Basarnas Sosialisasi Penanganan dan Pertolongan Korban Bencana

Basarnas saat latihan sosialisasi penanganan dan pertolongan korban bencana. (foto-ist)

Musirawas, KoranSN

Unit Siaga Pencarian dan Pertolongan Basarnas Kabupaten Mura yang juga meliputi wilayah Lubuklinggau serta Muratara berencana untuk melaksanakan kegiatan sosialisasi cara penanganan dan pertolongan korban musibah.

Kepala Pos Unit Siaga Pencarian dan Pertolongan Basarnas Kabupaten Mura, Wahit Ivan Afrianto mengatakan, rencana pihaknya melaksanakan sosialisasi untuk simulasi penanganan dan pertolongan korban tenggelam serta kecelakaan dalam penerbangan. Itu dimaksudkan untuk memberikan pengetahuan.

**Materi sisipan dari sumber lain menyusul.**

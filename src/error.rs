//! Error taxonomy (spec §7).
use thiserror::Error;

use crate::range::ChrRange;

/// Errors surfaced by the public `IntervalTree` API.
///
/// `CannotBalance` is deliberately absent from this enum: it is an
/// internal-only signal passed between inner-node levels during
/// `restructure` (spec §4.2 point 3) and is always caught by the nearest
/// ancestor. It must never escape the root.
#[derive(Debug, Error, Clone, PartialEq)]
pub enum TreeError {
    /// The requested range is malformed (`start >= end`) or does not
    /// overlap the structure it was applied to.
    #[error("invalid range: {message}")]
    InvalidRange { message: String },

    /// A traversal crossed an `Unloaded` slot without `allow_null`.
    #[error("data not ready for range {range}")]
    DataNotReady { range: ChrRange },

    /// The tree was constructed with an inner-node or leaf constructor that
    /// does not satisfy the node contract (e.g. a leaf constructor that
    /// does not produce leaf-shaped nodes).
    #[error("constructor mismatch: {message}")]
    ConstructorMismatch { message: String },

    /// Pre-insertion canonicalization found a stored bin that precedes an
    /// external entry claiming the same start, and could not reconcile the
    /// two `continuedList`s.
    #[error("inconsistent continued list at {range}: {message}")]
    InconsistentContinuedList { range: ChrRange, message: String },

    /// An abstract operation was invoked without a concrete implementation.
    #[error("not implemented: {op}")]
    NotImplemented { op: &'static str },

    /// A batch insert failed over one or more sub-ranges. Carries one
    /// message per failing sub-range, each with up to three offending
    /// entries serialized in best-effort text form (spec §6.4).
    #[error("aggregated insert error over {} sub-range(s): {}", .failures.len(), render_failures(.failures))]
    AggregatedInsert { failures: Vec<SubRangeFailure> },
}

/// One failing sub-range from an aggregated insert, plus the first three
/// offending entries (best-effort `Debug` text, since the interval value
/// type is generic and not required to implement `Display`).
#[derive(Debug, Clone, PartialEq)]
pub struct SubRangeFailure {
    pub range: ChrRange,
    pub message: String,
    pub sample_entries: Vec<String>,
}

fn render_failures(failures: &[SubRangeFailure]) -> String {
    failures
        .iter()
        .map(|f| {
            let samples = if f.sample_entries.is_empty() {
                String::new()
            } else {
                format!(" [{}]", f.sample_entries.join(", "))
            };
            format!("{}: {}{}", f.range, f.message, samples)
        })
        .collect::<Vec<_>>()
        .join("; ")
}

#[cfg(test)]
mod test {
    use super::*;

    #[test]
    fn aggregated_insert_renders_one_line_per_failure() {
        let err = TreeError::AggregatedInsert {
            failures: vec![
                SubRangeFailure {
                    range: ChrRange::new("chr1", 0, 10).unwrap(),
                    message: "inconsistent continued list".into(),
                    sample_entries: vec!["D0".into(), "D1".into()],
                },
                SubRangeFailure {
                    range: ChrRange::new("chr1", 20, 30).unwrap(),
                    message: "constructor mismatch".into(),
                    sample_entries: vec![],
                },
            ],
        };
        let rendered = err.to_string();
        assert!(rendered.contains("chr1:0-10"));
        assert!(rendered.contains("chr1:20-30"));
        assert!(rendered.contains("D0, D1"));
    }
}
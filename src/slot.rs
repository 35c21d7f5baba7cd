//! The three-way bin slot state (spec §3, "Bin slot").
use crate::bin::DataBin;
use crate::props::Filler;
use crate::value::IntervalValue;

/// What a leaf-level slot currently holds.
#[derive(Clone, Debug)]
pub enum Slot<V: IntervalValue> {
    /// No data has been fetched for this sub-range yet.
    Unloaded,
    /// The sub-range is known to contain no intervals.
    Empty,
    /// A populated leaf bin.
    Loaded(DataBin<V>),
}

impl<V: IntervalValue> Slot<V> {
    pub fn filler(kind: Filler) -> Self {
        match kind {
            Filler::Unloaded => Slot::Unloaded,
            Filler::Empty => Slot::Empty,
        }
    }

    pub fn is_unloaded(&self) -> bool {
        matches!(self, Slot::Unloaded)
    }

    pub fn is_empty_slot(&self) -> bool {
        matches!(self, Slot::Empty)
    }

    pub fn as_bin(&self) -> Option<&DataBin<V>> {
        match self {
            Slot::Loaded(bin) => Some(bin),
            _ => None,
        }
    }

    pub fn as_bin_mut(&mut self) -> Option<&mut DataBin<V>> {
        match self {
            Slot::Loaded(bin) => Some(bin),
            _ => None,
        }
    }

    /// Whether two filler slots are the same kind of filler (`Empty==Empty`
    /// or `Unloaded==Unloaded`). Populated bins are never "the same filler";
    /// they merge via `DataBin::merge_after` instead (spec §4.2 "Merge").
    pub fn same_filler(&self, other: &Self) -> bool {
        matches!(
            (self, other),
            (Slot::Empty, Slot::Empty) | (Slot::Unloaded, Slot::Unloaded)
        )
    }
}
use std::rc::Rc;

use criterion::{black_box, criterion_group, criterion_main, BatchSize, Criterion};
use interval_bin_tree::{ChrRange, GenomicInterval, InsertProps, IntervalTree, TraverseProps, TreeConfig};

fn sorted_intervals(count: i64, span: i64) -> Vec<Rc<GenomicInterval<()>>> {
    (0..count)
        .map(|i| Rc::new(GenomicInterval::new("chr1", i * span, i * span + span, ())))
        .collect()
}

fn bench_insert(c: &mut Criterion) {
    let range = ChrRange::new("chr1", 0, 1_000_000).unwrap();
    let data = sorted_intervals(10_000, 50);

    c.bench_function("insert_10k_sorted", |b| {
        b.iter_batched(
            || IntervalTree::new(range.clone(), TreeConfig::builder().branching_factor(64).build()),
            |mut tree| {
                let mut props = InsertProps {
                    add_new: true,
                    ..Default::default()
                };
                tree.insert(&range, black_box(&data), &mut props).unwrap();
            },
            BatchSize::LargeInput,
        )
    });
}

fn bench_traverse(c: &mut Criterion) {
    let range = ChrRange::new("chr1", 0, 1_000_000).unwrap();
    let data = sorted_intervals(10_000, 50);
    let mut tree = IntervalTree::new(range.clone(), TreeConfig::builder().branching_factor(64).build());
    let mut props = InsertProps {
        add_new: true,
        ..Default::default()
    };
    tree.insert(&range, &data, &mut props).unwrap();

    c.bench_function("traverse_full_range", |b| {
        b.iter(|| {
            let mut tprops = TraverseProps::default();
            tprops.do_not_wither = true;
            tprops.data_callback = Some(Box::new(|e: &Rc<GenomicInterval<()>>| {
                black_box(e.start);
                true
            }));
            tree.traverse(black_box(&range), &mut tprops).unwrap();
        })
    });
}

criterion_group!(benches, bench_insert, bench_traverse);
criterion_main!(benches);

“Supaya tahu, bagaimana tekhnik yang benar cara menangani korban di air, safety di air. Termasuk bagaimana penanganan penolongan korban kecelakaan pesawat,” jelasnya.

Lewat simulasi sekaligus sosialisasi tersebut diharapkan pihak terkait dapat memahami tekhnik penanganan awal. Sehingga dengan latihan tersebut tentunya dapat memberikan pertolongan sementara kepada korban. Dan jangan sampai penolong tersebut menjadi korban.

Selain itu, Unit Siaga Pencarian dan Pertolongan Basarnas Kabupaten Mura dalam memberikan layanan pencarian dan pertolongan bagi korban musibah telah membuka layanan call center 0733 328 4141.
“Keberadaan kita memberikan penanganan pencarian dan pertolongan serta musibah lainnya yang membahatakan jiwwa manusia seperti penerbangan, pelayaran dan musibah lainnya,” kata Ivan.

Unit Siaga Pencarian dan Pertolongan Basarnas Kabupaten Mura memiliki 10 personil atau sumber daya manusia (SDM) dan dalam penanganan pertolongan, personil tersebut selalu standby.

Menurutnya, mereka juga untuk turun kelapangan memberikan pertolongan dilengkapi dengan perlengkapan satu perahu karet bermesin 40 PK, satu rafting, dua alat selam beserta tabungnya. Dilengkapi pula dengan peralatan vertical rescue atau pertolongan diketinggian seperti ditebing atau gedung. Termasuk peralatan pendukung lainnya yakni, truk fuso sebagai alat angkut dan bisa juha untuk evakusia, mobil double cabin dan satu unit motor trail.

“Jadi itu perlengkapan yang digunakan untuk dilapangan dalam memberikan pertolongan,” bebernya.

Ivan menambahkan, sejauh ini penanganan yang sudah dilakukan pihaknya lebiuh banyak penanganan pertolongan korban tenggelam dialiran sungai. Sebab khusus Mura, Muratara sebagian besar masyarakatnya beraktivitas sehari-hari yang bersentuhan dengan sungai.

“Sering orang tenggelam. Rawan Mura dan Muratara. Banyak dari masyarakat aktivitas bersentuhan dengan air seperti nelayan, mancing dan dekat denga sungai. Linggau juga berpotensi, karena linggau pernah terjadi musibah air,” ujarnya. (rif)

Publisher : Awid Durohman

Awid Durohman

Lihat Juga

Sekda Janji Laporkan PNS OKI Bolos ke Menpan RI

Kayuagung, KoranSN Usai mendapat libur Idul Fitri selama 11 hari, para Aparatur Sipil Negara (ASN) ...

error: Content is protected !!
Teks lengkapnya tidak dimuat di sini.